[Stored items]
BEGIN

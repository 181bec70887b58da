//! human-readable run summaries written to the console.
use super::{PipelineOutputs, WrittenFile};
use crate::{emissions::CountyEmissions, scenario::Scenarios, summary::SummaryStats};
use itertools::Itertools;
use std::io::Write;

/// number of highest-emitting counties listed in the report
const TOP_COUNTIES: usize = 5;

/// formats a number rounded to a whole value with comma thousands separators
pub fn format_thousands(value: f64) -> String {
    let rounded = format!("{value:.0}");
    let (sign, digits) = match rounded.strip_prefix('-') {
        Some(d) => ("-", d),
        None => ("", rounded.as_str()),
    };
    let grouped = digits
        .as_bytes()
        .rchunks(3)
        .rev()
        .map(|chunk| String::from_utf8_lossy(chunk))
        .join(",");
    format!("{sign}{grouped}")
}

pub fn write_run_report<W: Write>(out: &mut W, outputs: &PipelineOutputs) -> std::io::Result<()> {
    write_summary(out, &outputs.summary)?;
    write_emissions_report(out, &outputs.emissions)?;
    write_scenarios(out, &outputs.scenarios)?;

    writeln!(out, "\nPA Metro Comparison:")?;
    for metro in outputs.metros.iter() {
        writeln!(
            out,
            "{}: {:.1} min, {:.2} tons CO2/person",
            metro.metro, metro.avg_commute, metro.co2_per_capita
        )?;
    }

    writeln!(
        out,
        "\nCreated map data for {} counties",
        outputs.map_points.len()
    )?;
    write_generated_files(out, &outputs.written)
}

/// statewide commuter count and mean commute. the mean keeps its shortest
/// round-trip form, so whole minutes print as "30.0".
fn write_summary<W: Write>(out: &mut W, summary: &SummaryStats) -> std::io::Result<()> {
    writeln!(
        out,
        "PA Summary: {} commuters",
        format_thousands(summary.total_commuters as f64)
    )?;
    writeln!(
        out,
        "Average commute: {:?} minutes",
        summary.avg_commute_minutes
    )
}

/// county count, state total, and the highest-emitting counties
pub fn write_emissions_report<W: Write>(
    out: &mut W,
    emissions: &CountyEmissions,
) -> std::io::Result<()> {
    if emissions.is_empty() {
        return writeln!(out, "\nNo county-level data found in the commute table");
    }
    writeln!(out, "\nProcessed {} counties", emissions.records.len())?;
    writeln!(
        out,
        "Total PA CO2: {} tons/year",
        format_thousands(emissions.total_co2_tons())
    )?;
    writeln!(out, "\nTop {TOP_COUNTIES} Emitting Counties:")?;
    for record in emissions.top(TOP_COUNTIES) {
        writeln!(
            out,
            "  {}: {} tons",
            record.county,
            format_thousands(record.annual_co2_tons)
        )?;
    }
    Ok(())
}

fn write_scenarios<W: Write>(out: &mut W, scenarios: &Scenarios) -> std::io::Result<()> {
    writeln!(out, "\nScenario Analysis:")?;
    for scenario in scenarios.values() {
        writeln!(out, "\n{}:", scenario.name)?;
        writeln!(
            out,
            "  Emissions: {} tons CO2",
            format_thousands(scenario.emissions_tons)
        )?;
        if let (Some(reduced), Some(pct)) = (scenario.emissions_reduced, scenario.pct_reduction) {
            writeln!(
                out,
                "  Reduction: {} tons ({pct:.1}%)",
                format_thousands(reduced)
            )?;
        }
    }
    Ok(())
}

fn write_generated_files<W: Write>(out: &mut W, written: &[WrittenFile]) -> std::io::Result<()> {
    writeln!(out, "\n{}", "=".repeat(60))?;
    writeln!(out, "Data processing complete!")?;
    writeln!(out, "{}", "=".repeat(60))?;
    writeln!(out, "\nGenerated files:")?;
    for file in written.iter() {
        writeln!(out, "  - {} ({})", file.path.display(), file.description)?;
    }
    Ok(())
}
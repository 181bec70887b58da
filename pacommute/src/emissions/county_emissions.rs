use super::CountyRecord;

/// result of the county emissions pass, with counts of rows that did not
/// produce a record.
#[derive(Clone, Debug, Default, PartialEq)]
pub struct CountyEmissions {
    /// county records, sorted by descending annual CO2
    pub records: Vec<CountyRecord>,
    /// rows whose geography is not a county
    pub non_county_rows: usize,
    /// county rows dropped because a required column was missing
    pub malformed_rows: usize,
}

impl CountyEmissions {
    pub fn is_empty(&self) -> bool {
        self.records.is_empty()
    }

    pub fn total_co2_tons(&self) -> f64 {
        self.records.iter().map(|r| r.annual_co2_tons).sum()
    }

    /// the `n` highest-emitting counties
    pub fn top(&self, n: usize) -> &[CountyRecord] {
        &self.records[..n.min(self.records.len())]
    }
}
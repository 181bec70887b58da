use crate::s0802;
use pacommute_core::model::{Row, RowError, Table};
use serde::{Deserialize, Serialize};

/// locates the statewide total row of the commute table.
///
/// by default this is the row at `position` 1, directly after the column
/// description line. when `name` is set, the row whose `NAME` equals it is
/// used instead and `position` is ignored.
#[derive(Serialize, Deserialize, Clone, Debug, PartialEq)]
pub struct StatewideRow {
    #[serde(default = "StatewideRow::default_position")]
    pub position: usize,
    #[serde(default)]
    pub name: Option<String>,
}

impl Default for StatewideRow {
    fn default() -> Self {
        Self {
            position: Self::default_position(),
            name: None,
        }
    }
}

impl StatewideRow {
    fn default_position() -> usize {
        1
    }

    pub fn select<'a>(&self, table: &'a Table) -> Result<&'a Row, RowError> {
        match &self.name {
            Some(name) => table
                .find_row(s0802::NAME, name)
                .map(|(_, row)| row)
                .ok_or_else(|| RowError::NoMatchingRow {
                    column: s0802::NAME.to_string(),
                    value: name.clone(),
                }),
            None => {
                let row = table.row(self.position)?;
                if let Some(name) = row.get_optional(s0802::NAME) {
                    if name.to_string().contains("County") {
                        log::warn!(
                            "statewide row at position {} is named '{name}'",
                            self.position
                        );
                    }
                }
                Ok(row)
            }
        }
    }
}

#[cfg(test)]
mod tests {
    use super::*;
    use pacommute_core::model::CellValue;

    fn table() -> Table {
        let rows = ["Geographic Area Name", "Pennsylvania", "Adams County, Pennsylvania"]
            .into_iter()
            .map(|n| [(s0802::NAME, CellValue::from(n))].into_iter().collect::<Row>())
            .collect();
        Table::new(vec![s0802::NAME.to_string()], rows)
    }

    #[test]
    fn test_default_is_position_one() {
        let table = table();
        let row = StatewideRow::default().select(&table).unwrap();
        assert_eq!(row.get_text(s0802::NAME).unwrap(), "Pennsylvania");
    }

    #[test]
    fn test_select_by_name() {
        let table = table();
        let selector = StatewideRow {
            position: 0,
            name: Some(String::from("Pennsylvania")),
        };
        let row = selector.select(&table).unwrap();
        assert_eq!(row.get_text(s0802::NAME).unwrap(), "Pennsylvania");
    }

    #[test]
    fn test_missing_rows() {
        let table = table();
        let by_position = StatewideRow {
            position: 10,
            name: None,
        };
        assert_eq!(by_position.select(&table), Err(RowError::MissingRow(10)));
        let by_name = StatewideRow {
            position: 1,
            name: Some(String::from("Ohio")),
        };
        assert!(matches!(
            by_name.select(&table),
            Err(RowError::NoMatchingRow { .. })
        ));
    }
}
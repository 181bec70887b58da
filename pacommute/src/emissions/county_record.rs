use serde::{Deserialize, Serialize};

/// estimated annual commute CO2 for one county.
///
/// `co2_per_capita_tons` is `annual_co2_tons / total_workers`, or 0 when the
/// county has no workers.
#[derive(Serialize, Deserialize, Clone, Debug, PartialEq)]
pub struct CountyRecord {
    pub county: String,
    pub total_workers: u64,
    pub mean_commute_minutes: f64,
    pub drive_alone_pct: f64,
    pub annual_co2_tons: f64,
    pub co2_per_capita_tons: f64,
}

impl CountyRecord {
    /// CSV header, in field order
    pub const COLUMNS: [&'static str; 6] = [
        "county",
        "total_workers",
        "mean_commute_minutes",
        "drive_alone_pct",
        "annual_co2_tons",
        "co2_per_capita_tons",
    ];
}
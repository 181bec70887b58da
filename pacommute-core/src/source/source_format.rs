use super::SourceError;
use std::{fmt::Display, path::Path};

/// the kinds of tabular source files that can be loaded.
#[derive(Debug, Clone, Copy, PartialEq, Eq)]
pub enum SourceFormat {
    /// comma-delimited text with a header line
    Delimited,
    /// a spreadsheet workbook, read from its first worksheet
    Workbook,
}

impl Display for SourceFormat {
    fn fmt(&self, f: &mut std::fmt::Formatter<'_>) -> std::fmt::Result {
        match self {
            SourceFormat::Delimited => write!(f, "delimited text"),
            SourceFormat::Workbook => write!(f, "workbook"),
        }
    }
}

impl TryFrom<&Path> for SourceFormat {
    type Error = SourceError;

    fn try_from(path: &Path) -> Result<Self, Self::Error> {
        let extension = path
            .extension()
            .and_then(|e| e.to_str())
            .map(|e| e.to_lowercase())
            .unwrap_or_default();
        match extension.as_str() {
            "csv" => Ok(SourceFormat::Delimited),
            "xlsx" | "xlsm" | "xlsb" | "xls" | "ods" => Ok(SourceFormat::Workbook),
            _ => Err(SourceError::UnsupportedFormat(path.display().to_string())),
        }
    }
}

END

Exercise -> Only the lines above from the line with "Some(name) => table" to the line with "let row = table.row(self.position)?;", those two lines included, should be reproduced exactly.

Exercise response ->
            Some(name) => table
                .find_row(s0802::NAME, name)
                .map(|(_, row)| row)
                .ok_or_else(|| RowError::NoMatchingRow {
                    column: s0802::NAME.to_string(),
                    value: name.clone(),
                }),
            None => {
                let row = table.row(self.position)?;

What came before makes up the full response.